Dios es amor, caridad; es el bien. Él nos ama, me ama, y yo tengo que amar. Pero ¿qué quiere decir el verbo “amar”? Amar significa querer el bien de una persona, de los otros. Querer el Bien (con mayúscula) es lo principal en nuestra vida cristiana. Todo esto lo he comprendido más profundamente aquí en Roma. Todos los días estoy experimentando hermosas vivencias de Dios a través de las personas que Él pone a mi lado. Podría decir que es como si estas cayesen del cielo para guiarme: “Victoria, este camino es bueno para ti. Dios te lleva por esta senda porque te quiere, te ama mucho”.

Y en Roma, ¿te es más fácil la vida que en Moscú?
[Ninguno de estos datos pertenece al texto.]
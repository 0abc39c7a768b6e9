use serde::{Deserialize, Serialize};

use crate::builder::skills::SkillSet;
use crate::models::resume::{
    EducationEntry, ExperienceEntry, PersonalField, PersonalInfo, Row,
};

/// Authoritative form state: identity fields, both row lists and the skill set.
#[derive(Debug, Clone, PartialEq, Serialize, Deserialize)]
pub struct FieldStore {
    pub personal: PersonalInfo,
    pub education: Vec<Row<EducationEntry>>,
    pub experience: Vec<Row<ExperienceEntry>>,
    pub skills: SkillSet,
}

impl FieldStore {
    /// The state the host page ships with: one empty row of each kind,
    /// nothing checked, nothing tagged.
    pub fn new(presets: &[String]) -> Self {
        Self {
            personal: PersonalInfo::default(),
            education: vec![Row::blank()],
            experience: vec![Row::blank()],
            skills: SkillSet::new(presets),
        }
    }

    pub fn set_personal(&mut self, field: PersonalField, value: String) {
        *self.personal.field_mut(field) = value;
    }

    /// Restores the initial state while keeping the preset declaration list.
    pub fn reset(&mut self) {
        self.personal = PersonalInfo::default();
        self.education = vec![Row::blank()];
        self.experience = vec![Row::blank()];
        self.skills.clear();
    }
}
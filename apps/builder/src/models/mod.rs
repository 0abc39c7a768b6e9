pub mod resume;
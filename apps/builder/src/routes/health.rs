use axum::Json;
use serde_json::{json, Value};

/// GET /health
/// Returns a simple status object with service version.
pub async fn health_handler() -> Json<Value> {
    Json(json!({
        "status": "ok",
        "version": env!("CARGO_PKG_VERSION"),
        "service": "resume-builder"
    }))
}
La vida en Roma es caótica, como en Moscú, pero un poco menos. Con todo, hay que sobrevivir. ¿Cómo hacerlo? Solo con la fe. Lo reafirmo con palabras conocidas: “¡No tengáis miedo!”, porque con Dios no cabe el temor. Yo antes lo tenía. Ahora no puedo decir que haya desaparecido totalmente, pero ha disminuido. Mi vida tiene más sentido. Antes de llegar, no sabía qué iba a hacer con mi vida una vez terminados los estudios. Ahora lo sé y cada día que pasa me doy más cuenta de ello: todo lo que estudio, toda mi vida es para compartirla con la gente.
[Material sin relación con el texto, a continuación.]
use std::fmt;

use serde::{Deserialize, Serialize};
use uuid::Uuid;

/// Returns true when a free-text value carries something other than whitespace.
pub fn is_filled(value: &str) -> bool {
    !value.trim().is_empty()
}

/// Opaque address of one repeatable row. Ordering is the row's list position;
/// the handle only lets callers refer to a row while positions shift.
#[derive(Debug, Clone, Copy, PartialEq, Eq, Hash, Serialize, Deserialize)]
#[serde(transparent)]
pub struct RowHandle(Uuid);

impl RowHandle {
    pub fn new() -> Self {
        Self(Uuid::new_v4())
    }
}

impl Default for RowHandle {
    fn default() -> Self {
        Self::new()
    }
}

impl fmt::Display for RowHandle {
    fn fmt(&self, f: &mut fmt::Formatter<'_>) -> fmt::Result {
        self.0.fmt(f)
    }
}

#[derive(Debug, Clone, Copy, PartialEq, Eq, Serialize, Deserialize)]
#[serde(rename_all = "snake_case")]
pub enum RowKind {
    Education,
    Experience,
}

/// One repeatable group of fields, addressed by its handle.
#[derive(Debug, Clone, PartialEq, Serialize, Deserialize)]
pub struct Row<T> {
    pub handle: RowHandle,
    #[serde(flatten)]
    pub entry: T,
}

impl<T: Default> Row<T> {
    /// Clones the empty field template into a fresh row.
    pub fn blank() -> Self {
        Self {
            handle: RowHandle::new(),
            entry: T::default(),
        }
    }
}

// ────────────────────────────────────────────────────────────────────────────
// Identity
// ────────────────────────────────────────────────────────────────────────────

#[derive(Debug, Clone, Default, PartialEq, Serialize, Deserialize)]
pub struct PersonalInfo {
    pub name: String,
    pub email: String,
    pub phone: String,
    pub summary: String,
}

#[derive(Debug, Clone, Copy, PartialEq, Eq, Serialize, Deserialize)]
#[serde(rename_all = "snake_case")]
pub enum PersonalField {
    Name,
    Email,
    Phone,
    Summary,
}

impl PersonalInfo {
    pub fn field_mut(&mut self, field: PersonalField) -> &mut String {
        match field {
            PersonalField::Name => &mut self.name,
            PersonalField::Email => &mut self.email,
            PersonalField::Phone => &mut self.phone,
            PersonalField::Summary => &mut self.summary,
        }
    }
}

// ────────────────────────────────────────────────────────────────────────────
// Education / experience rows
// ────────────────────────────────────────────────────────────────────────────

#[derive(Debug, Clone, Default, PartialEq, Serialize, Deserialize)]
pub struct EducationEntry {
    pub school: String,
    pub degree: String,
    pub year: String,
}

#[derive(Debug, Clone, Copy, PartialEq, Eq, Serialize, Deserialize)]
#[serde(rename_all = "snake_case")]
pub enum EducationField {
    School,
    Degree,
    Year,
}

impl EducationEntry {
    pub fn field_mut(&mut self, field: EducationField) -> &mut String {
        match field {
            EducationField::School => &mut self.school,
            EducationField::Degree => &mut self.degree,
            EducationField::Year => &mut self.year,
        }
    }

    /// True when every field is empty after trimming.
    pub fn is_blank(&self) -> bool {
        !(is_filled(&self.school) || is_filled(&self.degree) || is_filled(&self.year))
    }
}

#[derive(Debug, Clone, Default, PartialEq, Serialize, Deserialize)]
pub struct ExperienceEntry {
    pub company: String,
    pub role: String,
    pub period: String,
    pub description: String,
}

#[derive(Debug, Clone, Copy, PartialEq, Eq, Serialize, Deserialize)]
#[serde(rename_all = "snake_case")]
pub enum ExperienceField {
    Company,
    Role,
    Period,
    Description,
}

impl ExperienceEntry {
    pub fn field_mut(&mut self, field: ExperienceField) -> &mut String {
        match field {
            ExperienceField::Company => &mut self.company,
            ExperienceField::Role => &mut self.role,
            ExperienceField::Period => &mut self.period,
            ExperienceField::Description => &mut self.description,
        }
    }

    pub fn is_blank(&self) -> bool {
        !(is_filled(&self.company)
            || is_filled(&self.role)
            || is_filled(&self.period)
            || is_filled(&self.description))
    }
}

/// The field that receives focus when a row is created.
#[derive(Debug, Clone, Copy, PartialEq, Serialize)]
pub struct FocusTarget {
    pub row: RowHandle,
    pub kind: RowKind,
    pub field: &'static str,
}

// ────────────────────────────────────────────────────────────────────────────
// Skills
// ────────────────────────────────────────────────────────────────────────────

/// A fixed, enumerated skill offered as a checkbox.
#[derive(Debug, Clone, PartialEq, Serialize, Deserialize)]
pub struct PresetSkill {
    pub name: String,
    pub checked: bool,
}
Querías hacernos partícipes de algo muy importante en tu vida...
Fui bautizada el 7 de abril de este 2012. Ha sido lo más maravilloso que me ha ocurrido. Ha sido algo grande, una inmensa sensación, porque además me bautizó el Santo Padre Benedicto XVI. Nunca hubiera esperado algo así.
Un día lo puse en manos de Dios, diciéndole: “Haz de mi vida lo que quieras. Quiero ser bautizada, pero cuando Tú quieras”. Era lo que me decía el P. Madej: “Llegará un día en que serás bautizada. ¿Dónde? ¿Por quién? No lo sé, pero serás bautizada”. Y esto es lo que ha ocurrido y, por ello, doy gracias a Dios, al P. Madej y al rector de la Universidad Lateranense, que también me ha ayudado. Doy gracias a las religiosas con las que vivo, a mis amigos y amigas, sacerdotes, religiosos... Tengo muchos amigos de distintas partes del mundo. Ellos me ayudan a diario en mi vida, en los pasos que tengo que seguir dando, porque soy consciente de que tengo que crecer todavía. Ya he cubierto una etapa, pero quedan más por delante.
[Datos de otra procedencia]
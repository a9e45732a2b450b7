//! Node-kind dispatch table built from the metadata registry.
//!
//! The node `type` string is only ever inspected here. Everything else in
//! the crate asks the table for a [`NodeBehavior`] instead of comparing
//! strings, so new node types supplied through metadata keep working
//! without code changes.

use std::collections::HashMap;

use crate::parse::types::{Node, NodeMetadata};

/// Reserved node type for pass-through indirection nodes.
pub const REROUTE_TYPE: &str = "reroute";
/// The single input handle a reroute node exposes.
pub const REROUTE_INPUT: &str = "input";
/// The single output handle a reroute node exposes.
pub const REROUTE_OUTPUT: &str = "output";

#[derive(Debug, Clone, Copy, PartialEq, Eq)]
pub enum NodeKind {
    /// Pass-through node; its output type is whatever feeds its input.
    Reroute,
    /// Any other node; behavior comes from its metadata entry.
    Standard,
}

#[derive(Debug, Clone, Copy)]
pub struct NodeBehavior {
    pub kind: NodeKind,
    /// Metadata `isDynamic`: any input handle name is implicitly valid.
    pub accepts_any_input: bool,
    /// Metadata `isStreamingOutput`: values arrive incrementally.
    pub streaming_output: bool,
}

impl NodeBehavior {
    const STANDARD: NodeBehavior = NodeBehavior {
        kind: NodeKind::Standard,
        accepts_any_input: false,
        streaming_output: false,
    };
}

/// Per-pass lookup from node type to behavior flags.
pub struct BehaviorTable<'a> {
    by_type: HashMap<&'a str, NodeBehavior>,
}

impl<'a> BehaviorTable<'a> {
    pub fn build(nodes: &'a [Node], metadata: &'a HashMap<String, NodeMetadata>) -> Self {
        let mut by_type = HashMap::new();
        for node in nodes {
            let ty = node.node_type.as_str();
            if by_type.contains_key(ty) {
                continue;
            }
            let meta = metadata.get(ty);
            by_type.insert(
                ty,
                NodeBehavior {
                    kind: if ty == REROUTE_TYPE {
                        NodeKind::Reroute
                    } else {
                        NodeKind::Standard
                    },
                    accepts_any_input: meta.is_some_and(|m| m.is_dynamic),
                    streaming_output: meta.is_some_and(|m| m.is_streaming_output),
                },
            );
        }
        BehaviorTable { by_type }
    }

    /// Behavior for a node; unknown types fall back to standard flags.
    pub fn of(&self, node: &Node) -> NodeBehavior {
        self.by_type
            .get(node.node_type.as_str())
            .copied()
            .unwrap_or(NodeBehavior::STANDARD)
    }

    pub fn is_reroute(&self, node: &Node) -> bool {
        self.of(node).kind == NodeKind::Reroute
    }
}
Victoria, una curiosidad: ¿esa cruz que llevas al cuello...?
Tiene su historia. Como he sido bautizada, ahora ya me la puedo poner, y la llevo con mucho honor. Esta cruz es un regalo de mi abuela que, como he dicho, fue una cristiana heroica. Me la regaló poco antes de morir. Me dijo: “Estoy segura de que llegará un día en que serás bautizada. Entonces quiero verte desde el cielo con esta cruz”. Es una cruz de oro, muy pequeña, pero, para mí, muy grande. La he guardado conmigo durante veinte años y la he traído a Roma. Yo me decía a mí misma: “Un día esta cruz estará en su lugar”. ¡Y ya lo tiene!